Psychologist and theatre practitioner Chalana Wijesuriya

Chalana’s work in psychology spans the fields of clinical and health psychology and drama therapy. Presently he works as a clinical psychology intern, lecturer, and workshop facilitator and receives supervised training in counselling and psychotherapy. In the field of theatre, he works as an actor, director, and producer. His expertise in both these fields will be channelled towards the training and delivery of workshops as well as bridging the gap between the arts and psychology.

Management psychologist and mental health advocate Iranjali Abeyratne

Iranjali is registered under the British Psychological Society and is an independent researcher and consultant in the areas of individual and organisational health and wellbeing. She has experience in project management and conducting research on areas of occupational stress, burnout, coping and wellbeing, self-esteem, and confidence and competency development in corporate and educational settings in Sri Lanka and the UK. She has received extensive training and development as a mental health volunteer by the UK National Trust that provides support services across the United Kingdom. At The Ohana Project, she is involved in applying her knowledge and experience in the said areas to both corporate and educational settings.

Medical doctor and mental health advocate Cheroni Pullenayegam Vidanage

Cheroni is a medical doctor and mental health advocate skilled in clinical research, medicine, clinical psychology, and health psychology. She is passionate about addressing the need for mental health, which is often overseen in clinical/medical practice. At The Ohana Project, she leads the “Breaking Bad News” training and capacity building programme.

Mental health advocate and jewellery designer Sara Nazoor

Sara is a mental health advocate with a background in jewellery designing. Her interest is mainly in clinical psychology and art therapy. Sara Nazoor has worked in the areas of creative therapy, emergency response, and suicide prevention. At The Ohana Project, she is involved in operations, research, and evaluation along with awareness building.

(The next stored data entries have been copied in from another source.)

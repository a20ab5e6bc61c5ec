//! GPU resource layer built on wgpu
//!
//! Owns the device/queue pair, compiles shader modules with validation
//! diagnostics surfaced as errors, and provides the buffer and render-target
//! helpers the series renderers build on. Everything here is offscreen;
//! surface/swapchain management belongs to the embedding host.

mod buffers;
mod target;

pub mod shaders;

pub use buffers::{MeshBuffer, VertexLayout};
pub use target::{DEPTH_FORMAT, RenderTarget};

use std::sync::Arc;

use crate::error::{RenderError, RenderResult};

/// Shared GPU handles plus the adapter they came from.
///
/// Cloning is cheap; the device and queue are reference counted so the
/// chart, the pick buffer, and every series renderer can hold them.
#[derive(Clone)]
pub struct GpuContext {
    device: Arc<wgpu::Device>,
    queue: Arc<wgpu::Queue>,
    adapter_info: wgpu::AdapterInfo,
}

impl GpuContext {
    /// Acquire an adapter and device.
    ///
    /// This is the one unrecoverable setup step: without a device nothing
    /// else in the engine can run, so failure here is surfaced to the host
    /// instead of being degraded around.
    pub async fn new() -> RenderResult<Self> {
        let instance = wgpu::Instance::new(&wgpu::InstanceDescriptor {
            backends: wgpu::Backends::all(),
            ..Default::default()
        });

        let adapter = instance
            .request_adapter(&wgpu::RequestAdapterOptions {
                power_preference: wgpu::PowerPreference::HighPerformance,
                compatible_surface: None,
                force_fallback_adapter: false,
            })
            .await
            .ok_or(RenderError::NoAdapter)?;

        let adapter_info = adapter.get_info();
        tracing::debug!(
            name = %adapter_info.name,
            backend = ?adapter_info.backend,
            "acquired GPU adapter"
        );

        let (device, queue) = adapter
            .request_device(&wgpu::DeviceDescriptor::default(), None)
            .await
            .map_err(|e| RenderError::Device(e.to_string()))?;

        Ok(Self {
            device: Arc::new(device),
            queue: Arc::new(queue),
            adapter_info,
        })
    }

    /// Blocking variant of [`GpuContext::new`] for hosts without an executor.
    pub fn new_blocking() -> RenderResult<Self> {
        pollster::block_on(Self::new())
    }

    /// Get the device
    pub fn device(&self) -> &Arc<wgpu::Device> {
        &self.device
    }

    /// Get the queue
    pub fn queue(&self) -> &Arc<wgpu::Queue> {
        &self.queue
    }

    /// Get information about the adapter backing this device
    pub fn adapter_info(&self) -> &wgpu::AdapterInfo {
        &self.adapter_info
    }

    /// Compile a WGSL shader module, turning validation failures into errors.
    ///
    /// wgpu reports shader problems through the device error callback rather
    /// than a return value, so the compile runs inside a validation error
    /// scope and the scope is drained before returning. The resulting error
    /// carries the full naga diagnostic text.
    pub fn create_shader(&self, label: &str, source: &str) -> RenderResult<wgpu::ShaderModule> {
        self.device.push_error_scope(wgpu::ErrorFilter::Validation);

        let module = self
            .device
            .create_shader_module(wgpu::ShaderModuleDescriptor {
                label: Some(label),
                source: wgpu::ShaderSource::Wgsl(source.into()),
            });

        if let Some(err) = pollster::block_on(self.device.pop_error_scope()) {
            return Err(RenderError::Shader {
                label: label.to_string(),
                message: err.to_string(),
            });
        }

        tracing::debug!(label, "compiled shader module");
        Ok(module)
    }

    /// Block until all submitted GPU work has completed.
    pub fn wait(&self) {
        self.device.poll(wgpu::Maintain::Wait);
    }
}

#[cfg(test)]
pub(crate) fn test_context() -> Option<GpuContext> {
    // Headless CI machines may have no adapter at all; tests that need a
    // device skip themselves rather than fail.
    GpuContext::new_blocking().ok()
}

Clinical psychologist and educator Shalindi Pandithakoralage

Shalindi is a clinical psychologist currently working in the field of adult and adolescent mental health. She has experience working in government and non-government clinical settings and psychosocial projects in Sri Lanka. Her main interests are in the areas of community mental health, caregiver mental health, and social equality. At The Ohana Project, she is involved in community outreach programmes where she leads the support group campaign “Safe Spaces”.

Counsellor and advocate Ardlay Mohammed

Ardlay is a counsellor and Shanthi Margam Youth Centre Assistant Centre Manager. She is a practicing counsellor since 2016 and is a trainer, mentor, and facilitator for several community-based mental health projects. She is also trained in first aid, CPR, and psychological first aid. At The Ohana Project, she is involved with workshops, advocacy, and awareness and capacity building.